Exercise ::
Reproduce the entries from their first line up to and including the line with "and how query". Leave out everything after it.

Data under study ::

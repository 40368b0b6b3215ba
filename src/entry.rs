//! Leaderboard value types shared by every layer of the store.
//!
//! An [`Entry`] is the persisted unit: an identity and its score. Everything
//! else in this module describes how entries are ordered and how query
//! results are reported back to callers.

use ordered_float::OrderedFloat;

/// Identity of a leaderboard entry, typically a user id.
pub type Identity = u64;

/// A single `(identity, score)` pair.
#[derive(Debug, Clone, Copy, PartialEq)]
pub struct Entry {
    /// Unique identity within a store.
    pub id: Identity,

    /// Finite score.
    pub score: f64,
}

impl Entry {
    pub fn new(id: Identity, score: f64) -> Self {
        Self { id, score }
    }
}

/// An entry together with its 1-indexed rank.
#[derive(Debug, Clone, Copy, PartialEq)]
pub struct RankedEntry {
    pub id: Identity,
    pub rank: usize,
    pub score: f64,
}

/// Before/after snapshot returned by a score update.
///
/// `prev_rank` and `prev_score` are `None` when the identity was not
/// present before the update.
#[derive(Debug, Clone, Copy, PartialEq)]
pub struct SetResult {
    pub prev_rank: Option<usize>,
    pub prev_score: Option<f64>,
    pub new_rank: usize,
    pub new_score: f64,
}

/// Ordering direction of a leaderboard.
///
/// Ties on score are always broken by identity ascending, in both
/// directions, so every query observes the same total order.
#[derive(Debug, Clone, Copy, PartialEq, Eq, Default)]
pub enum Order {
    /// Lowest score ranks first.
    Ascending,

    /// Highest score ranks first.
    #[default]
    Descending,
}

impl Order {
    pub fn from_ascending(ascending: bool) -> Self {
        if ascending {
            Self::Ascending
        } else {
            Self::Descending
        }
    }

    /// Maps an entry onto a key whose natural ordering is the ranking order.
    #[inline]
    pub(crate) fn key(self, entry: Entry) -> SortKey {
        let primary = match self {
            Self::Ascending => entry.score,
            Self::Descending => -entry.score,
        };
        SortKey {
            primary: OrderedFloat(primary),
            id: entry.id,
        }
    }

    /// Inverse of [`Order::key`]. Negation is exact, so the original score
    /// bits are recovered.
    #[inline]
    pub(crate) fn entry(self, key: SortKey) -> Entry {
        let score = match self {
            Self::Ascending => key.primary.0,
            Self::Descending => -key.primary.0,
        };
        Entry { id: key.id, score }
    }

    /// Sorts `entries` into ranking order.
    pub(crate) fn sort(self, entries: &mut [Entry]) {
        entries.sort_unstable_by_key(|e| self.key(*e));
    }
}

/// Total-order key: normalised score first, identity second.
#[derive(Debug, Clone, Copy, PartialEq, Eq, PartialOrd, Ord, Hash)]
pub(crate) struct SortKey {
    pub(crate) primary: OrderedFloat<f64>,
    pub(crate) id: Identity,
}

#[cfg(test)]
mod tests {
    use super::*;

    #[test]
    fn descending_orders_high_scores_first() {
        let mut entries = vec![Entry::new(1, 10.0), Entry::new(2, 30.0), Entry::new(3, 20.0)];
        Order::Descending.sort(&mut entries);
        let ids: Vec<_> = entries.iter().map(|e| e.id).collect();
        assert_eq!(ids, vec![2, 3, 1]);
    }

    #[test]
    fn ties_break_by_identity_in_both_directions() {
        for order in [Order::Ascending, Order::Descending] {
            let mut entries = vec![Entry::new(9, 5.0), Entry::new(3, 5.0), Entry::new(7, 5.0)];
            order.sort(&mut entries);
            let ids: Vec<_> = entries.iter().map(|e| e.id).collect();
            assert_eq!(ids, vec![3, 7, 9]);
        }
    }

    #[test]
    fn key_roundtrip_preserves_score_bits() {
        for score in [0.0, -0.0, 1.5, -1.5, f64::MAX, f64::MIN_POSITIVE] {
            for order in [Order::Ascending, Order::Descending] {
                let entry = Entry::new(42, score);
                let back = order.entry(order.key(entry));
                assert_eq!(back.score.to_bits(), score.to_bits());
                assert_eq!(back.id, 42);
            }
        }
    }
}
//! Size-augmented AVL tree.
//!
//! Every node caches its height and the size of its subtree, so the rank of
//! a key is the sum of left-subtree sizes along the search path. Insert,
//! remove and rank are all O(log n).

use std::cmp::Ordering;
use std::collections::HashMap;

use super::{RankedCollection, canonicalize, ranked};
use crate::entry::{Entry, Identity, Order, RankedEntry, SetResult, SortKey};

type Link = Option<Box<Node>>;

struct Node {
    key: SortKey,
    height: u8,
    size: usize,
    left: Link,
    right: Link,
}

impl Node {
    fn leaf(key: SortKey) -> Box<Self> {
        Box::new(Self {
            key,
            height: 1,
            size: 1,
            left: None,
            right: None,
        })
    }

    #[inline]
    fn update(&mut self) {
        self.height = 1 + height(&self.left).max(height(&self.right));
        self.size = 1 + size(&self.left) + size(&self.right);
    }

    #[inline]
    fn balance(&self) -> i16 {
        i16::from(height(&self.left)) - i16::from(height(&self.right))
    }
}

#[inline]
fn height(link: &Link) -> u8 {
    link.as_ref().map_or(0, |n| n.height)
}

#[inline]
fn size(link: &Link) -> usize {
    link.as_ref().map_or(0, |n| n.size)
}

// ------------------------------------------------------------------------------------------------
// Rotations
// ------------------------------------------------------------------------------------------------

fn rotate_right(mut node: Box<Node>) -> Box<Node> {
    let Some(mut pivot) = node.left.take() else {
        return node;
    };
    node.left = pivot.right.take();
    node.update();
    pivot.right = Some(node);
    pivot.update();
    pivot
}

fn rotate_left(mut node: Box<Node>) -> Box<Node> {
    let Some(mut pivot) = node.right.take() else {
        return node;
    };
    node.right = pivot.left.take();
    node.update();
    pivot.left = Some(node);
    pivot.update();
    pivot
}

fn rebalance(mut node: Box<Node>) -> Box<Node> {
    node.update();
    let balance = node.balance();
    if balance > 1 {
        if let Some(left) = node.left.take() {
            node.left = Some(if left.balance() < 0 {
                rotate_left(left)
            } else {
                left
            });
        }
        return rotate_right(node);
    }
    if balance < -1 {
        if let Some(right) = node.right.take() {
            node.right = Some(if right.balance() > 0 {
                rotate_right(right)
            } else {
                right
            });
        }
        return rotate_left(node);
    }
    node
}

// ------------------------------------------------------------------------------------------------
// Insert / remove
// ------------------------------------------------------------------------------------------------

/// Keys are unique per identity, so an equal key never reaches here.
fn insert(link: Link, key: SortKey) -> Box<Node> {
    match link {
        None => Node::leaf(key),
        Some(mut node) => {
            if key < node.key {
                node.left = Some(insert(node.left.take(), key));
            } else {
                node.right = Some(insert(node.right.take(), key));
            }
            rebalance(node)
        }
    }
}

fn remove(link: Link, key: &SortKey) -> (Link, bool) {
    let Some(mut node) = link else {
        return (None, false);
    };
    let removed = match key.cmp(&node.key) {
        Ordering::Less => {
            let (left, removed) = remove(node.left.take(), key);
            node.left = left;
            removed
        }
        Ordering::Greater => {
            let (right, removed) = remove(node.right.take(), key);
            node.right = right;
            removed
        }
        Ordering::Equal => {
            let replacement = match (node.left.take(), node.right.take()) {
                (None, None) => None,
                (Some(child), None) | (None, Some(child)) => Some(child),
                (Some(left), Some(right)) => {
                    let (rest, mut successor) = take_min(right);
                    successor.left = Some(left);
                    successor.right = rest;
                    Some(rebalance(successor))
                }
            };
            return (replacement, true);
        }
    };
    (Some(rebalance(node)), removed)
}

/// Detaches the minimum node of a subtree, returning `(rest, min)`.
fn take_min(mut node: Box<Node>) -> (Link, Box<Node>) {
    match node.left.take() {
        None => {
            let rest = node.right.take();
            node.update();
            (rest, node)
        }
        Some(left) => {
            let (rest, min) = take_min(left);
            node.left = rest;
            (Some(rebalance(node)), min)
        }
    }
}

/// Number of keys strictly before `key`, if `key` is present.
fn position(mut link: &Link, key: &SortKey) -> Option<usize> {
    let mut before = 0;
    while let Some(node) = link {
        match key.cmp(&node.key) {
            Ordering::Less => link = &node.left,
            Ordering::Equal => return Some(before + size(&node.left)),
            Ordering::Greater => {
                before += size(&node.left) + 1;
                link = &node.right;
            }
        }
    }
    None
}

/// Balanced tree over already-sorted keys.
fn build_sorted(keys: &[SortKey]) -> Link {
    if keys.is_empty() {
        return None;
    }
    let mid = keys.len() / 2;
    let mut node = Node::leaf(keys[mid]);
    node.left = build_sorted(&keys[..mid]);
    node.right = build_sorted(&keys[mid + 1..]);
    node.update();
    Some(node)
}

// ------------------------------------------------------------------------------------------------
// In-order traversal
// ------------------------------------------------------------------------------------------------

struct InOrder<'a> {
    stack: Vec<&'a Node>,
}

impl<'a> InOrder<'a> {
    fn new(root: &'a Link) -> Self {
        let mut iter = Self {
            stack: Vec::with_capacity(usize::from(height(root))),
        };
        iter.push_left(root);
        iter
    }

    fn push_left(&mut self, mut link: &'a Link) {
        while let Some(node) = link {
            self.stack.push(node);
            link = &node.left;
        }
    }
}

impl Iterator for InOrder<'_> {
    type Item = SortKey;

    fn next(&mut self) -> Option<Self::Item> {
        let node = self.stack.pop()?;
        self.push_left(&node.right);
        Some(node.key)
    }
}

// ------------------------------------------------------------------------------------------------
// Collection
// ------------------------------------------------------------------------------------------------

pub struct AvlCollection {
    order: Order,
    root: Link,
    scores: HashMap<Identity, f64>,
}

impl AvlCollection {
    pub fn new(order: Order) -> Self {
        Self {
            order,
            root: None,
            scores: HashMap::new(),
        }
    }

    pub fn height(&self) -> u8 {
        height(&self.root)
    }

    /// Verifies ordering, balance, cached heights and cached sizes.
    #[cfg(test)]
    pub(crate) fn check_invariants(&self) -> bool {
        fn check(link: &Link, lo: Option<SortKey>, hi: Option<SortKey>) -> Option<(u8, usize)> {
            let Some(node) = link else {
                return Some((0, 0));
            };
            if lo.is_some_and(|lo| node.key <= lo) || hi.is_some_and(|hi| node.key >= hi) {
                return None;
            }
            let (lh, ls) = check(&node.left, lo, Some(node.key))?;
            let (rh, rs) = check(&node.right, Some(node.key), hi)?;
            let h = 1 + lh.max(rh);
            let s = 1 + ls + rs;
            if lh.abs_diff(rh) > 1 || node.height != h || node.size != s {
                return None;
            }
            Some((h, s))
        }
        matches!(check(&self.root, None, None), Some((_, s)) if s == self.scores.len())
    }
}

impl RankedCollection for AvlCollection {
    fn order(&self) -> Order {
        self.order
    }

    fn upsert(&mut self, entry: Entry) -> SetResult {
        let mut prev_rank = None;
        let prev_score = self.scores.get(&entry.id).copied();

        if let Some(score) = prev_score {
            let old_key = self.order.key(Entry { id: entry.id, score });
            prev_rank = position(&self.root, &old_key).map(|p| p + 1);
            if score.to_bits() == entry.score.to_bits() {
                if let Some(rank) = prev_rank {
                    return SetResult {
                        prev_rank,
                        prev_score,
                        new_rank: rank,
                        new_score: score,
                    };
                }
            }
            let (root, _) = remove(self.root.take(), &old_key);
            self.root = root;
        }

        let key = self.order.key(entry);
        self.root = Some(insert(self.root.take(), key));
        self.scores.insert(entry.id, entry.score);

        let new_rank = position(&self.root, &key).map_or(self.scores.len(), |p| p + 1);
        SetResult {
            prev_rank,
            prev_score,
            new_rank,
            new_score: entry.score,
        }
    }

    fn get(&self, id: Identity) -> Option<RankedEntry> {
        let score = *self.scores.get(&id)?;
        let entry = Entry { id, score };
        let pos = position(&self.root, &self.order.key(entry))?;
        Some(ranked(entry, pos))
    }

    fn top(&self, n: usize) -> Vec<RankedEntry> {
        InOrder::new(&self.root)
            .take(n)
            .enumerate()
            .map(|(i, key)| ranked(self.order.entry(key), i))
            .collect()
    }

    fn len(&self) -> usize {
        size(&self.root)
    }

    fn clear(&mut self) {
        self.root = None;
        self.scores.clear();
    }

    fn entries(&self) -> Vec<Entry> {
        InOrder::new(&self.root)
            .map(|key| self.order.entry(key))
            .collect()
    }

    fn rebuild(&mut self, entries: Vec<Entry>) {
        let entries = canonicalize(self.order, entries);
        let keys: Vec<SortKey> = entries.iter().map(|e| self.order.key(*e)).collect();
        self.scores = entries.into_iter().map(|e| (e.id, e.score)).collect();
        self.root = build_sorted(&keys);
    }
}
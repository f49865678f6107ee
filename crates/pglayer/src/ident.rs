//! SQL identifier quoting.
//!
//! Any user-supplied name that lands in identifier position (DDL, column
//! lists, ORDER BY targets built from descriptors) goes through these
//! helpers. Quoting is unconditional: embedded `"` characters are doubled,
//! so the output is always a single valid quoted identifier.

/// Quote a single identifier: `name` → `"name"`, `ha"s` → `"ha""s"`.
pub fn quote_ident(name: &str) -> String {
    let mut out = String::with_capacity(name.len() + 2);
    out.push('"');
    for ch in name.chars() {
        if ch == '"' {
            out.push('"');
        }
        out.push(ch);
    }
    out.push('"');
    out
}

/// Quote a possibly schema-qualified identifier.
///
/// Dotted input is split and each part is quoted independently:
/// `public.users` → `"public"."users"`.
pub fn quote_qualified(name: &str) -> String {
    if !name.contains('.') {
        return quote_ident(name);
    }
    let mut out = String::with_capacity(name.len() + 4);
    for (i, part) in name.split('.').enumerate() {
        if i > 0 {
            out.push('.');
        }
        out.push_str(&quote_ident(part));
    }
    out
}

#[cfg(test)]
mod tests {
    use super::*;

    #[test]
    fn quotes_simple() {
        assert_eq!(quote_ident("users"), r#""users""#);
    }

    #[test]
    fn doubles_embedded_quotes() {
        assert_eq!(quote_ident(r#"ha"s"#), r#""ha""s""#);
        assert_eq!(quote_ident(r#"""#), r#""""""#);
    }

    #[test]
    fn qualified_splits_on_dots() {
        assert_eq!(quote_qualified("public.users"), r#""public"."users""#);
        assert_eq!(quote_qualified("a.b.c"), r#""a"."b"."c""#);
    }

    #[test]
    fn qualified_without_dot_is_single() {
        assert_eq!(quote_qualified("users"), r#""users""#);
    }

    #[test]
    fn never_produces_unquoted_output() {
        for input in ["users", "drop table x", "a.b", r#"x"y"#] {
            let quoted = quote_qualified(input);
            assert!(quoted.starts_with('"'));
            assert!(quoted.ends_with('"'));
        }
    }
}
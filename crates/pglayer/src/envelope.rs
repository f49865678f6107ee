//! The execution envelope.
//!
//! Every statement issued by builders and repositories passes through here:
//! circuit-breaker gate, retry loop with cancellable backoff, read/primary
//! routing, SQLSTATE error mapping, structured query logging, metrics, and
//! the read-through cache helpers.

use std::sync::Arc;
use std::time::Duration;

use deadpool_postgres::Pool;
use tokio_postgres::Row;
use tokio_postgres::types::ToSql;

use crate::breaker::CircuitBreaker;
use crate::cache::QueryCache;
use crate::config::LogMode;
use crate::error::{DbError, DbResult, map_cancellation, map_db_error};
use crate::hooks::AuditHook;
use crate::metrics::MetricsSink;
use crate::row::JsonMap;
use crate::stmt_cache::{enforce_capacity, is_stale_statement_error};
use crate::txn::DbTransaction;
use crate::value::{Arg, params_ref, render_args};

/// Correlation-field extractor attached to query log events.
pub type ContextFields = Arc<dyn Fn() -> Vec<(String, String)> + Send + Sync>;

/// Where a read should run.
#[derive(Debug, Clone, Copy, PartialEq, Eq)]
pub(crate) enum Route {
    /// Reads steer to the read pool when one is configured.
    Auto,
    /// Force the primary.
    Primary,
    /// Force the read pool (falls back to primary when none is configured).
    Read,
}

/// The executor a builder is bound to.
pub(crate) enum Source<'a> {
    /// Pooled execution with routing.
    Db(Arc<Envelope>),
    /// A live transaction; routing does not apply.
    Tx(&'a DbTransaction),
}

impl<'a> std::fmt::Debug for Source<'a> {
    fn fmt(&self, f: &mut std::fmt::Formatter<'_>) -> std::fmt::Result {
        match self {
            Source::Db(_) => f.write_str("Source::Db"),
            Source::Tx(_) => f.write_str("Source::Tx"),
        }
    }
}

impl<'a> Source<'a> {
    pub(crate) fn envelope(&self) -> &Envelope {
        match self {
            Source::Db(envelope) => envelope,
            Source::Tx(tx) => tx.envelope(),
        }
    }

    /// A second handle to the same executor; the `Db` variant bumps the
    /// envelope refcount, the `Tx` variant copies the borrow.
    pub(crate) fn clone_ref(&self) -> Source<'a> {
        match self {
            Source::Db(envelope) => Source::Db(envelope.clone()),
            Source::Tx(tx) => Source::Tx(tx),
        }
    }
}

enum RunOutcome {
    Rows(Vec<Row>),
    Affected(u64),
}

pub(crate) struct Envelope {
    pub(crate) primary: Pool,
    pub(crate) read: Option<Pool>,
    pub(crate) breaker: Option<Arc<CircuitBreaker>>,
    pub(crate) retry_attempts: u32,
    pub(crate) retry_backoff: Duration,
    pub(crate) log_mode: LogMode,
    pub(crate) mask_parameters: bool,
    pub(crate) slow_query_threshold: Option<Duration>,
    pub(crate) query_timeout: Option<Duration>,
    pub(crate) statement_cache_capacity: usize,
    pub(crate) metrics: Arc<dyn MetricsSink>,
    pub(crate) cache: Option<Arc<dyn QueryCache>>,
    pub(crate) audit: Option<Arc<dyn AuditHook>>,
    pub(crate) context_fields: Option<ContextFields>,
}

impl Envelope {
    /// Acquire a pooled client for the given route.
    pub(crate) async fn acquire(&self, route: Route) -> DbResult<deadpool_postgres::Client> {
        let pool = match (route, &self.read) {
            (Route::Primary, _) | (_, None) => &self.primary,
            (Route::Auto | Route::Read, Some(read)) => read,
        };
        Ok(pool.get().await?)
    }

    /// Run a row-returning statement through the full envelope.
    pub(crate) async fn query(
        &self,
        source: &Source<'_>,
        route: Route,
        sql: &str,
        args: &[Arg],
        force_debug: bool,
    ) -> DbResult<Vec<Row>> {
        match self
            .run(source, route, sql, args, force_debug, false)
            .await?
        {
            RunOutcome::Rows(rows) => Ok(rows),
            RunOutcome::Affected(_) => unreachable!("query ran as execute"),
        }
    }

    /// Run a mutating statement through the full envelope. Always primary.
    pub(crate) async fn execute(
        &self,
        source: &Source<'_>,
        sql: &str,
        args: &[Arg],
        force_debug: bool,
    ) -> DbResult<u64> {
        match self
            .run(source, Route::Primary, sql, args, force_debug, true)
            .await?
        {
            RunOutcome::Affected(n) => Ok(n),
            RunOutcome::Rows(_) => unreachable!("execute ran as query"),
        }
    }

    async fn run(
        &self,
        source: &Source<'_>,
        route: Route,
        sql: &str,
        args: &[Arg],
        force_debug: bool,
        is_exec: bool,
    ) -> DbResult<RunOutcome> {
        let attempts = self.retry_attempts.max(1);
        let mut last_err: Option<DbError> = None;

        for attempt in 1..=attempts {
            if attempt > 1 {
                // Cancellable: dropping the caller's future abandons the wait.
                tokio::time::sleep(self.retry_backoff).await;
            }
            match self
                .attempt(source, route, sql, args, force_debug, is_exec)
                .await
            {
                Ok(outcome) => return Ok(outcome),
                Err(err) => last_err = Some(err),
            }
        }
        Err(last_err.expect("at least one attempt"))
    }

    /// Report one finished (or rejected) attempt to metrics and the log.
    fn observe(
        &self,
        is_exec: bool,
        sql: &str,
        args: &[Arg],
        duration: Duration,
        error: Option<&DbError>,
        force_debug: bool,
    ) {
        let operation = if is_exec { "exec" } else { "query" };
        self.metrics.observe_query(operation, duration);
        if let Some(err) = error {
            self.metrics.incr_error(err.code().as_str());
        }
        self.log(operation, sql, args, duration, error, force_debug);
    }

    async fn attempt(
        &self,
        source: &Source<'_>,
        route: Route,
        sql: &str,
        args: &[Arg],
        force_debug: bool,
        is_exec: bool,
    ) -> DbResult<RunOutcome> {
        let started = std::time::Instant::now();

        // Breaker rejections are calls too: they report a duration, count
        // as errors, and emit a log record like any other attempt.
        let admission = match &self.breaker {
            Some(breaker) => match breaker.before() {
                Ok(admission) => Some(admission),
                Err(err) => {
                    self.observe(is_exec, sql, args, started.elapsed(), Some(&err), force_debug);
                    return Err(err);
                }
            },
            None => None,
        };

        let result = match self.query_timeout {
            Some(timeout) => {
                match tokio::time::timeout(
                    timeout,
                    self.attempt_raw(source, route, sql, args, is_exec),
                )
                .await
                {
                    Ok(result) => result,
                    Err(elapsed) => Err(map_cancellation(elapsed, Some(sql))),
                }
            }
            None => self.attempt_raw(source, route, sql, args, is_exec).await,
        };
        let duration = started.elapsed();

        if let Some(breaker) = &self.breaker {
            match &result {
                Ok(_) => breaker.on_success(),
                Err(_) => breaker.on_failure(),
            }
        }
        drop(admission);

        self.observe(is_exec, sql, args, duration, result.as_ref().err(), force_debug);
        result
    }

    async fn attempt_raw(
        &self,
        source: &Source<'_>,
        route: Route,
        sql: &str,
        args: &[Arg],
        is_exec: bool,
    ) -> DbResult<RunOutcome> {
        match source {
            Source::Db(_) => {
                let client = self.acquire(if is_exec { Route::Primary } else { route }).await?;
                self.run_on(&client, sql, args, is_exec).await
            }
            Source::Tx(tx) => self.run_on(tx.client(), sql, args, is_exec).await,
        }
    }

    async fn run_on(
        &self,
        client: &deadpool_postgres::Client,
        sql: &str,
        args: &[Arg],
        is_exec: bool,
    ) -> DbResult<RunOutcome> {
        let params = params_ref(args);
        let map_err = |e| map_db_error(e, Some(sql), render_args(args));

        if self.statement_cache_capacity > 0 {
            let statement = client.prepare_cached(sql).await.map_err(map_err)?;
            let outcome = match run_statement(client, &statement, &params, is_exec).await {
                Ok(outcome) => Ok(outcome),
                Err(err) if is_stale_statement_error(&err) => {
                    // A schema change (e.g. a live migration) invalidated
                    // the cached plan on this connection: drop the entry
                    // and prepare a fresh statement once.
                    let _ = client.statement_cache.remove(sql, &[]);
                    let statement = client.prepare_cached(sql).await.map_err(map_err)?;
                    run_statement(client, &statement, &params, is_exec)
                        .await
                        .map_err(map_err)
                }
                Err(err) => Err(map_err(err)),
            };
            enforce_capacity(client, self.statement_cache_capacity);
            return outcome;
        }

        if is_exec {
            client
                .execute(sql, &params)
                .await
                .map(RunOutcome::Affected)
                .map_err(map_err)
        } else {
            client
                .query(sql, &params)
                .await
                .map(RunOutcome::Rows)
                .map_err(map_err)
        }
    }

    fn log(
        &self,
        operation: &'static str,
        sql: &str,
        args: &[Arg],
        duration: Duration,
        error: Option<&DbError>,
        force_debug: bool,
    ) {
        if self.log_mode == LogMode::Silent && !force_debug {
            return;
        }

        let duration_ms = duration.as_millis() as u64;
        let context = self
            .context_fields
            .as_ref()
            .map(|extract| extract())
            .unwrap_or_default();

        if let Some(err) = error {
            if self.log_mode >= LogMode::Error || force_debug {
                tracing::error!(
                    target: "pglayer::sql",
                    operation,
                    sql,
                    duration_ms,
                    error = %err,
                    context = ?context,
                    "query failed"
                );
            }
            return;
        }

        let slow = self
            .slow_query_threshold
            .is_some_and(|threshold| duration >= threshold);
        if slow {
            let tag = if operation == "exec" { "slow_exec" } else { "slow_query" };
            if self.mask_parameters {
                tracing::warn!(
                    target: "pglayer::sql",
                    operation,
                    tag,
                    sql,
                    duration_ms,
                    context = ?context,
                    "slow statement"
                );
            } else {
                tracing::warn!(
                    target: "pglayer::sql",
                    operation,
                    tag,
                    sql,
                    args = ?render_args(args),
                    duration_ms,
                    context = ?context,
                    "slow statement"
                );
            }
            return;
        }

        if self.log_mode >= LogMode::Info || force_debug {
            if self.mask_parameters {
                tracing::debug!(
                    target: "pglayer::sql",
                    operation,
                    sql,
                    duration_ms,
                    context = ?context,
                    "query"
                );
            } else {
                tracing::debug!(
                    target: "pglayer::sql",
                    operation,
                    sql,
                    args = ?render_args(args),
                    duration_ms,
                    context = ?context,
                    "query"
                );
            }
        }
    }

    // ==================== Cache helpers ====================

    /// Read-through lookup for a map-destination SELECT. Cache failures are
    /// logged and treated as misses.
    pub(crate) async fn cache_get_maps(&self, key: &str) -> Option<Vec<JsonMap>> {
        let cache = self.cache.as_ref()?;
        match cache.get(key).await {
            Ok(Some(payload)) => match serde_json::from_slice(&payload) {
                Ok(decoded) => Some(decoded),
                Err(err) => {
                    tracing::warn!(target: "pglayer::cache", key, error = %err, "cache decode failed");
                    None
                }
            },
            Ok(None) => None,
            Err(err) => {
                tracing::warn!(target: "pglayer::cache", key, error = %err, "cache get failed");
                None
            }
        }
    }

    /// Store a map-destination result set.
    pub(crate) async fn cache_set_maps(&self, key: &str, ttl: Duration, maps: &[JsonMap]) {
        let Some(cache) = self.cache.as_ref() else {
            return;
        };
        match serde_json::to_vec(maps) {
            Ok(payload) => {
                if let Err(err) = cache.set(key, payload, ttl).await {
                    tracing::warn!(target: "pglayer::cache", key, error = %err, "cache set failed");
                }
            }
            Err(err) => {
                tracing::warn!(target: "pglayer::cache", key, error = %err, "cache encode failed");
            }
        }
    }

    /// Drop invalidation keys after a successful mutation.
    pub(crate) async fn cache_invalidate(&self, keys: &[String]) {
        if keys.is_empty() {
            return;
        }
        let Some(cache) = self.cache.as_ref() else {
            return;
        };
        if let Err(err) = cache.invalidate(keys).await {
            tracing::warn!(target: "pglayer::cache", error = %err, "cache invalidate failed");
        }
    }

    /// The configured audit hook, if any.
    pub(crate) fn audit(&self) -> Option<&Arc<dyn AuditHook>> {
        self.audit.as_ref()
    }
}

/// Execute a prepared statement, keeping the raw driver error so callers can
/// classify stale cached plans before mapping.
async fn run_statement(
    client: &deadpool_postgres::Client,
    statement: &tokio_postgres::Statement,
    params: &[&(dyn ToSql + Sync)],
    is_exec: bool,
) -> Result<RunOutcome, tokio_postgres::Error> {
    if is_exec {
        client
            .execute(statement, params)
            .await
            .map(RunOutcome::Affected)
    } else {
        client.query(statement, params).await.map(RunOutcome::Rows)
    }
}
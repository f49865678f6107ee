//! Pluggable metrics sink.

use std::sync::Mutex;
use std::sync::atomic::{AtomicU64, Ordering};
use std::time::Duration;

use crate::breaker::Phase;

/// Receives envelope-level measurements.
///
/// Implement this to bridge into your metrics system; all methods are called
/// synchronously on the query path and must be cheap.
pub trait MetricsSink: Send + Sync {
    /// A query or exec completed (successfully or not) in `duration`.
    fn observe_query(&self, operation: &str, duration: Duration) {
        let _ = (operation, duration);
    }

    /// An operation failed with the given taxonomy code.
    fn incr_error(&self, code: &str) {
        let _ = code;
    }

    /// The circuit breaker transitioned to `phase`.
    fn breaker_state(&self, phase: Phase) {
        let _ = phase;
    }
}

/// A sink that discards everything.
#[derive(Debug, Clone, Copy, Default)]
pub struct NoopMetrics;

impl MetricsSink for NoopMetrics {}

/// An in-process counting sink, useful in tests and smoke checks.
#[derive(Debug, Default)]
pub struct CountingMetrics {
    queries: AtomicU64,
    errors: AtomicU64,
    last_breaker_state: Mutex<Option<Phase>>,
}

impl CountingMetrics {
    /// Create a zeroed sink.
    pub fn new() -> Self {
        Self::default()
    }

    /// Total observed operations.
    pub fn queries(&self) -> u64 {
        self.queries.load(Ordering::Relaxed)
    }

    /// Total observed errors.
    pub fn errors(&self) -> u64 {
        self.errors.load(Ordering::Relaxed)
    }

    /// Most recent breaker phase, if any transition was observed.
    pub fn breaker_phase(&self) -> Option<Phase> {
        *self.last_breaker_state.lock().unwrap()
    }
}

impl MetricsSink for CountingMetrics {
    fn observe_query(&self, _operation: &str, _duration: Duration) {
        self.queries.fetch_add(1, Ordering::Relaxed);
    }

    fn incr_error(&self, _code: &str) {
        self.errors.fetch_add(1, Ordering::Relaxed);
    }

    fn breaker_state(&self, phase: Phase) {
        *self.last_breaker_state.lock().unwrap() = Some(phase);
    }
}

The answer ::
repository 40368b0b6b3215ba
filename src/entry.rs
//! Leaderboard value types shared by every layer of the store.
//!
//! An [`Entry`] is the persisted unit: an identity and its score. Everything
//! else in this module describes how entries are ordered and how query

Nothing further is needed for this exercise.